(Stored data)
= Beginning of Section =

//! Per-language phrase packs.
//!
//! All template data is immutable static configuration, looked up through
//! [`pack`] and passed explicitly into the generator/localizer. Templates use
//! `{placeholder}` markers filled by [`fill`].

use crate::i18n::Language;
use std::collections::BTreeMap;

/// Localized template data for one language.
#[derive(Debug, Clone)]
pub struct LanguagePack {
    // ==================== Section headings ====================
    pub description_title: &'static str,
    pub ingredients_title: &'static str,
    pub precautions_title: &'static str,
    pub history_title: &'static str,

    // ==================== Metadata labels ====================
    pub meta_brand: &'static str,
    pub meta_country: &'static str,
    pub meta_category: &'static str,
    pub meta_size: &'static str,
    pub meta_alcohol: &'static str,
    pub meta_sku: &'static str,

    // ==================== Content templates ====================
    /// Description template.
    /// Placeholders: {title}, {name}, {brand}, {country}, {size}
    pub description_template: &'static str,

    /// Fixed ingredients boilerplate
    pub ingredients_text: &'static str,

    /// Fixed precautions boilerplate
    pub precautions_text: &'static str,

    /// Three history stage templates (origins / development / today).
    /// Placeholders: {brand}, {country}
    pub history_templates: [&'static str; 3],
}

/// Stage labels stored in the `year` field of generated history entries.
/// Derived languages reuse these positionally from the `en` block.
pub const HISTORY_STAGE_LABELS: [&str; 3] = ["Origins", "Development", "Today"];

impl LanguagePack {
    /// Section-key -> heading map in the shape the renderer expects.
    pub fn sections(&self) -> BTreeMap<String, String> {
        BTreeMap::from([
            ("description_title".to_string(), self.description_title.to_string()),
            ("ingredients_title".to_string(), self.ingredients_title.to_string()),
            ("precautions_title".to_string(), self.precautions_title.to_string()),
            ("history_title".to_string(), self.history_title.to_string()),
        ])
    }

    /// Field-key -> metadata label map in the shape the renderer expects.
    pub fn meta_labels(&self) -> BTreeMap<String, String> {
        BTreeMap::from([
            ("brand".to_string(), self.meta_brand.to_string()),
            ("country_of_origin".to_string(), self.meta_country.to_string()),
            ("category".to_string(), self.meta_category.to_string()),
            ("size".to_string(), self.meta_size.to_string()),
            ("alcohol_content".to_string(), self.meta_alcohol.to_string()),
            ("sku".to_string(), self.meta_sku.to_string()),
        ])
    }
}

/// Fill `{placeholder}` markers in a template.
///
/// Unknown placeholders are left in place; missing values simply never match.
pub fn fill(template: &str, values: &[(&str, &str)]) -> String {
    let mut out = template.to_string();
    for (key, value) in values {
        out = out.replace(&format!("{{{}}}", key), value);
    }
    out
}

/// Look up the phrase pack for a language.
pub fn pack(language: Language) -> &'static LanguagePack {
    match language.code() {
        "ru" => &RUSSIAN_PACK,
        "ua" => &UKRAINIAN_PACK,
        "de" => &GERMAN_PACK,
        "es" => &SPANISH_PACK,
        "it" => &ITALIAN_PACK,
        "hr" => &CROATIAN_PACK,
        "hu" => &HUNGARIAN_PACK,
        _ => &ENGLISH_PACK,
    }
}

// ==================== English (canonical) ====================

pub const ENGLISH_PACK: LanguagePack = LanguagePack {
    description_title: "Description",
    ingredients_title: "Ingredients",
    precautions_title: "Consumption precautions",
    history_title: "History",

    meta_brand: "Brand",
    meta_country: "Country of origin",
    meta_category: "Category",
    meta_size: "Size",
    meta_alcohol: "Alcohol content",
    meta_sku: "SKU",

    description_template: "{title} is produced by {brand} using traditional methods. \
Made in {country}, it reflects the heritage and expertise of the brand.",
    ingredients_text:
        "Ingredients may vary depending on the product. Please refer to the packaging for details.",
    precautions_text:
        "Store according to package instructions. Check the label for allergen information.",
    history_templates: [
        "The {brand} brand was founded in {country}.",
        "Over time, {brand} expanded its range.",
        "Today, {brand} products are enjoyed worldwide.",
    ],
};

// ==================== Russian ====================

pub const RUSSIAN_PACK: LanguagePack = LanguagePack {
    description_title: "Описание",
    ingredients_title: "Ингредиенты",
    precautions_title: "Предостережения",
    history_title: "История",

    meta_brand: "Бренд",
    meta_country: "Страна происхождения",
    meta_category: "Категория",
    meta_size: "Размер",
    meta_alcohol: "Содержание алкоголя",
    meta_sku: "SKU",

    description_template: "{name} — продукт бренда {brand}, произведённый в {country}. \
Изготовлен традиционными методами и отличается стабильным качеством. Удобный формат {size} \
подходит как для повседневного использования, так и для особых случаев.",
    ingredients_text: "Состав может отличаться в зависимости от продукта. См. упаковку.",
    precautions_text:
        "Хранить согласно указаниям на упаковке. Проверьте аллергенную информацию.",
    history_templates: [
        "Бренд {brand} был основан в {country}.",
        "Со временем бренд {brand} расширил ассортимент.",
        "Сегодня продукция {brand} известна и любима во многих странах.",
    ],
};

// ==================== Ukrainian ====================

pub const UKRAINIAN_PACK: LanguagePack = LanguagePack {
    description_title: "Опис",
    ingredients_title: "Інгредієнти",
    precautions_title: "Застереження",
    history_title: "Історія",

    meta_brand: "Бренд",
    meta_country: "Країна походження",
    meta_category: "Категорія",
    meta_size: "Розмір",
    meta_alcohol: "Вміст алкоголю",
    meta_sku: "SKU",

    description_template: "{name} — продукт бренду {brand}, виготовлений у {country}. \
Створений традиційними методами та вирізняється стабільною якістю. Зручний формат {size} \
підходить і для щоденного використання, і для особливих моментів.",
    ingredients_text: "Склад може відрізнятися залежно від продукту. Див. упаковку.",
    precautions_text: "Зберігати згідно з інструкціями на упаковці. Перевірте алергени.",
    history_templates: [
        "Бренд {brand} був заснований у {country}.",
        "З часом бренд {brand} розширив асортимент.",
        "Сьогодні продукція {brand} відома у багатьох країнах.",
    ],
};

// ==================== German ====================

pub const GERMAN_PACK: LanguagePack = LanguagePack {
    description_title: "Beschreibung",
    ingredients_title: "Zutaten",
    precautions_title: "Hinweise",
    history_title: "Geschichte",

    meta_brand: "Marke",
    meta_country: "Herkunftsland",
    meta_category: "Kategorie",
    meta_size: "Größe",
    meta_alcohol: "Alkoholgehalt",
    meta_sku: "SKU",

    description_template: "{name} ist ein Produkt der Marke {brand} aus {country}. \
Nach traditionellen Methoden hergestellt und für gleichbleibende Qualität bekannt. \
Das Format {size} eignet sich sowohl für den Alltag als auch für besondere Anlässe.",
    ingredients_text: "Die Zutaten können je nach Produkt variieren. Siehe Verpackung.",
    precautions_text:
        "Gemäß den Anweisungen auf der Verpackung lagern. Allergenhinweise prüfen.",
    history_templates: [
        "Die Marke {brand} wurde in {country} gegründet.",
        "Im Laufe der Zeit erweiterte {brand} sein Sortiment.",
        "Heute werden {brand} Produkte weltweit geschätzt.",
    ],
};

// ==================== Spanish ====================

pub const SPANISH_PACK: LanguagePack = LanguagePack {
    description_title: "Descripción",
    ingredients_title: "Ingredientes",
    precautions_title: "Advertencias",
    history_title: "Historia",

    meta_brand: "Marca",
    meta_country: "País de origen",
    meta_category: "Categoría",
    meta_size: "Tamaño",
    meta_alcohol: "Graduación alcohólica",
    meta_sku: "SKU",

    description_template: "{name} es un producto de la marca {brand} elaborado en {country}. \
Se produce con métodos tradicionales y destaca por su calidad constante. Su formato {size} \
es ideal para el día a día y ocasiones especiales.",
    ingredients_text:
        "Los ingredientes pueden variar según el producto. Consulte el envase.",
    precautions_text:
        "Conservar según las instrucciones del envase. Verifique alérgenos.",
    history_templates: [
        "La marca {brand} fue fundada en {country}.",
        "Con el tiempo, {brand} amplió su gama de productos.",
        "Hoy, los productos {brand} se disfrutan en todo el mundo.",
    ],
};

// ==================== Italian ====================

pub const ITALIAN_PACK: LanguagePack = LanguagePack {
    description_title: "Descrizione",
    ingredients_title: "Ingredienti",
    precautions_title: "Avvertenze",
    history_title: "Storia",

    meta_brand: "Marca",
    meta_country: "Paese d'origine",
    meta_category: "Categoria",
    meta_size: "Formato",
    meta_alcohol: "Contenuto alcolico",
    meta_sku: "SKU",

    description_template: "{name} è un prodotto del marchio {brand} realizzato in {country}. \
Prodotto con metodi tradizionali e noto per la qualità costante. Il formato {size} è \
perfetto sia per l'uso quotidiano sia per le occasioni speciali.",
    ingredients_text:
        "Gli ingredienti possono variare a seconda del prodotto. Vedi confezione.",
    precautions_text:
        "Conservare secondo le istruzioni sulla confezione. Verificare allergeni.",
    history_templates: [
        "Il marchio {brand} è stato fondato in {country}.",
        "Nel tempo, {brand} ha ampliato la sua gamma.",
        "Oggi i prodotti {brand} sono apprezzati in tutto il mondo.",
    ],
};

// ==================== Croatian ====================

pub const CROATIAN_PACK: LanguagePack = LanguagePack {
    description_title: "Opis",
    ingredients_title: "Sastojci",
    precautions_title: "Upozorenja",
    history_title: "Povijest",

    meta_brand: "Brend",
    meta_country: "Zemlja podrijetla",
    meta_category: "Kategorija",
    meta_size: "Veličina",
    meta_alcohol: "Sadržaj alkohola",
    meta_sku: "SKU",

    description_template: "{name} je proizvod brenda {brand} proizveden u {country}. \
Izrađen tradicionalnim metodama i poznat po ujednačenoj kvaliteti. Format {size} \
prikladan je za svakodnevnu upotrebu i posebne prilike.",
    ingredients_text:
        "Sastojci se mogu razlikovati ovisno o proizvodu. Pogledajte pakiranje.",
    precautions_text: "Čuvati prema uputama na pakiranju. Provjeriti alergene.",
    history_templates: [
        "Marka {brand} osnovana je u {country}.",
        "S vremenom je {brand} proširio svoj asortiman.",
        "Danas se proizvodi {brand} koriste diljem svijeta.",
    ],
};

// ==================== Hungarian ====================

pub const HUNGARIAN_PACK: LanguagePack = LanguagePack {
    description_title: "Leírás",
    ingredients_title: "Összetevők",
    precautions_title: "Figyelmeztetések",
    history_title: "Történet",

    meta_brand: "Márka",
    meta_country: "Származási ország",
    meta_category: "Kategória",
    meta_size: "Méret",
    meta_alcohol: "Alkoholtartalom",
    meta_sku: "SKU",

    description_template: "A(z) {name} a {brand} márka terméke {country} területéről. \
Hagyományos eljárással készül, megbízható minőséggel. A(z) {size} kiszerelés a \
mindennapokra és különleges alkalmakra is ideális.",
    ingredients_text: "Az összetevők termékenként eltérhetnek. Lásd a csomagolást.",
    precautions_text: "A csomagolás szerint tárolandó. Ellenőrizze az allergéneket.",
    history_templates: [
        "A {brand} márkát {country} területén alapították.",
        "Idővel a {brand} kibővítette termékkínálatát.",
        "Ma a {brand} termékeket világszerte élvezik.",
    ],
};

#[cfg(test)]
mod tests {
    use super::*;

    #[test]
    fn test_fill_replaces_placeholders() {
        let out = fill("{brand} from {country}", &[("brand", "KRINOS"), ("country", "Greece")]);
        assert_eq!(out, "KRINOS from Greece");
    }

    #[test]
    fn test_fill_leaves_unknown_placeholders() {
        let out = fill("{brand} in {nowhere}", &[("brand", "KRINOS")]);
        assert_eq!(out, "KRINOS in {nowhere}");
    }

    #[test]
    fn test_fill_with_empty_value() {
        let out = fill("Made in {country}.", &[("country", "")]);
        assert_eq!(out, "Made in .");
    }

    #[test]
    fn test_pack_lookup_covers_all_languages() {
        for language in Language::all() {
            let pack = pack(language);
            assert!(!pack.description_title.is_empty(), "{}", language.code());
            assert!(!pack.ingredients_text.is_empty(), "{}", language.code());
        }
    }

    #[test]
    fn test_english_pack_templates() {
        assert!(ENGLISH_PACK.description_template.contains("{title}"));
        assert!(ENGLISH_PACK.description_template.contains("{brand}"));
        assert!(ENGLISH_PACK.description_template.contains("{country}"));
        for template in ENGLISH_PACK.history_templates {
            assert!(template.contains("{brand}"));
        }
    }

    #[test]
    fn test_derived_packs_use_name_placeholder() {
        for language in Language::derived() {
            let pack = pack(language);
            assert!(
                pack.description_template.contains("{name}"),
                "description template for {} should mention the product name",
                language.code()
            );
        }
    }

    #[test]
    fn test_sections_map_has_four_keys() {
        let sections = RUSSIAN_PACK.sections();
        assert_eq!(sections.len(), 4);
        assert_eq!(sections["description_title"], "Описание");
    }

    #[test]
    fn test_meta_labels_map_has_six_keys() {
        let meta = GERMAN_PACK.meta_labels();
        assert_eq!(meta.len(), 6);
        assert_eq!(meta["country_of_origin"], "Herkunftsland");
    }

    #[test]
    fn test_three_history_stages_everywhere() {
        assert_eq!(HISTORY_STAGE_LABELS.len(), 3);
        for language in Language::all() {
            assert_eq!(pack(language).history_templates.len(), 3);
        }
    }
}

= End of Section =
= Beginning of Section =

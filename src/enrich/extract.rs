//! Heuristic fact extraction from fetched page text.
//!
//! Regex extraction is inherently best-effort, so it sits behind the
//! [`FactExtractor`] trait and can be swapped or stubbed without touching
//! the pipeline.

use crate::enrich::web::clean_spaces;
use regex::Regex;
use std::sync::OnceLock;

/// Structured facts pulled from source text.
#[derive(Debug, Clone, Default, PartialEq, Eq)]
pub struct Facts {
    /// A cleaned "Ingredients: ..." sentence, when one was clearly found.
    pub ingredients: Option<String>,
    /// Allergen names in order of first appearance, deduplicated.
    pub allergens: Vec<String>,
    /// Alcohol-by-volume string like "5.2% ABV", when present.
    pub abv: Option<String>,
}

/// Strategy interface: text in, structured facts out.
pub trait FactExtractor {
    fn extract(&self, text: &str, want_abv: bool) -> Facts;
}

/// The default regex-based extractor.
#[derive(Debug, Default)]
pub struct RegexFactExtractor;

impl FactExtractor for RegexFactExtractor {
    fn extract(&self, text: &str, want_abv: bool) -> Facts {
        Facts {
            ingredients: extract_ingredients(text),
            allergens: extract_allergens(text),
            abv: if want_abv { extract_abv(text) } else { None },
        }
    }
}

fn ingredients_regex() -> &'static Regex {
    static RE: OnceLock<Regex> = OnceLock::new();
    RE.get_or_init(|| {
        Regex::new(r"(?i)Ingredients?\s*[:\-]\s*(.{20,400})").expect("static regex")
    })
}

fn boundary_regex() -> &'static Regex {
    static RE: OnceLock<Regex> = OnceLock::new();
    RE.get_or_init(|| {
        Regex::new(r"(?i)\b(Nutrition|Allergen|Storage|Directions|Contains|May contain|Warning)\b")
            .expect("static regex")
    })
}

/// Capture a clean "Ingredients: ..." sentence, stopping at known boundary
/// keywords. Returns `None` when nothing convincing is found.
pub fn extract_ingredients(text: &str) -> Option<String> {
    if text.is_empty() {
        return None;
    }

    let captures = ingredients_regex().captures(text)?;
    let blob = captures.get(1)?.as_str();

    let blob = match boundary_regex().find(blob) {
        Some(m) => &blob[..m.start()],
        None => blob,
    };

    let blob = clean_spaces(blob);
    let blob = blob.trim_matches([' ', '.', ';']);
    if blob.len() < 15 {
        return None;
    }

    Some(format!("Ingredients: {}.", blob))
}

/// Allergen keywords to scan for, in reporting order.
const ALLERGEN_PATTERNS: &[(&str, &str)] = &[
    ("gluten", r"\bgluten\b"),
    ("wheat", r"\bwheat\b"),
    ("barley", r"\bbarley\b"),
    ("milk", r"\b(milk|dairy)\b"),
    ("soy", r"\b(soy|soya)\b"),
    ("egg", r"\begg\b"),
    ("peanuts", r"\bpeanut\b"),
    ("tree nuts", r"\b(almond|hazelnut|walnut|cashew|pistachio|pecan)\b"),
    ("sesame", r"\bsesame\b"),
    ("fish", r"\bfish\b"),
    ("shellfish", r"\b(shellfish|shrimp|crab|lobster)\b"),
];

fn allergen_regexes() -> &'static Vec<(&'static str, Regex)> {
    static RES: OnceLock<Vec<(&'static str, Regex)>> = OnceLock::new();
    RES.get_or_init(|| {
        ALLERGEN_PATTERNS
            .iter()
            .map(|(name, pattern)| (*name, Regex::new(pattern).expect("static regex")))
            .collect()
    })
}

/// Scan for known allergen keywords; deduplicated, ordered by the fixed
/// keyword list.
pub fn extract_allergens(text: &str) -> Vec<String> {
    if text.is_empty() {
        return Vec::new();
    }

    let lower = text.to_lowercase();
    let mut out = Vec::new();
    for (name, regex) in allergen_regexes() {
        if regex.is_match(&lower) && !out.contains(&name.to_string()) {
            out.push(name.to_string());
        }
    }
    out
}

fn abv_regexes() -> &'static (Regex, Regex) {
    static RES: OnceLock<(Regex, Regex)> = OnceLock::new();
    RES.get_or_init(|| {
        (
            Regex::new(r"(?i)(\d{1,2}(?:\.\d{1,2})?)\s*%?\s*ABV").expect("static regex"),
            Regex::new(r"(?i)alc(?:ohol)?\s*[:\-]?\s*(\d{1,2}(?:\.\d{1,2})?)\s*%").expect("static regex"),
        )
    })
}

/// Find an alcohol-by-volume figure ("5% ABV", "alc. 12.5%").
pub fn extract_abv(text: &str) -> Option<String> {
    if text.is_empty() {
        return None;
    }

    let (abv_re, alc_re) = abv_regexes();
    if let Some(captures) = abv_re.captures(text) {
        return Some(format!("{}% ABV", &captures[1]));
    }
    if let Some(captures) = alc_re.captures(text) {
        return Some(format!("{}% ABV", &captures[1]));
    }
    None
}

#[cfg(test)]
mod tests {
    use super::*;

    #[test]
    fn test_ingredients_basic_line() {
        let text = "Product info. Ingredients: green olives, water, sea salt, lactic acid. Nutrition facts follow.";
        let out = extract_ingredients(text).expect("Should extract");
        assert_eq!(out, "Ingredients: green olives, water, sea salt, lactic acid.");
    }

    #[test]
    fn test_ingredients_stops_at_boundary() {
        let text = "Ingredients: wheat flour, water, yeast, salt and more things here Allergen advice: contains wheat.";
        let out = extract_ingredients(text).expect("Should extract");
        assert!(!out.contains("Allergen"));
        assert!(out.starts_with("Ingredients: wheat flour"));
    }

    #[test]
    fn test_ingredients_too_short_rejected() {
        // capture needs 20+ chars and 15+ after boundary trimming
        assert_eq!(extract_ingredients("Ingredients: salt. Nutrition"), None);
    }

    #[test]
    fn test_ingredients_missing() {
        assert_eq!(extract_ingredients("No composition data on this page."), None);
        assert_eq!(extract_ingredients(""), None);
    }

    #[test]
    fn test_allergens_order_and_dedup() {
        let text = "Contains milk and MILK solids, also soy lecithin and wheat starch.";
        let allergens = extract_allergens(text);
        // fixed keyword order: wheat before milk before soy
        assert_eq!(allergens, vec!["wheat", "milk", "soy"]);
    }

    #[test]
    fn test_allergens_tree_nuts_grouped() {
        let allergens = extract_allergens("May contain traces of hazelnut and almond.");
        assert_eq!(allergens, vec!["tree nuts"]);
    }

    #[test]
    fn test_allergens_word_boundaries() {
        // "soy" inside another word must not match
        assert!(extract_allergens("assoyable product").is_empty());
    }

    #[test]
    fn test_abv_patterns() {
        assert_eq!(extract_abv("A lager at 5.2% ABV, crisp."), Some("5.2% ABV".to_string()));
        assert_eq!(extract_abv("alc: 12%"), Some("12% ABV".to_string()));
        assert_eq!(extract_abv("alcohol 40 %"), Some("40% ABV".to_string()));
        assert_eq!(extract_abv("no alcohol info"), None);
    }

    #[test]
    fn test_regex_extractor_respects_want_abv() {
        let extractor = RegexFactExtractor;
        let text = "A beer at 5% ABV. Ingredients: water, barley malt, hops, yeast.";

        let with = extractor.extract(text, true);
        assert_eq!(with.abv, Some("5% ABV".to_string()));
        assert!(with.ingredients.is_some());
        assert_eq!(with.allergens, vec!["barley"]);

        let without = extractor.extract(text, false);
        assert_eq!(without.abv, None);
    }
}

= End of Section =

▶ _PROBLEM REQUIREMENTS_:
Copy only this part of the entries above: the line with "Per-language phrase packs.", the line with "markers filled by", and the lines between, all exactly as written.

▶ _SOLUTION TO THIS EXERCISE_:
//! Per-language phrase packs.
//!
//! All template data is immutable static configuration, looked up through
//! [`pack`] and passed explicitly into the generator/localizer. Templates use
//! `{placeholder}` markers filled by [`fill`].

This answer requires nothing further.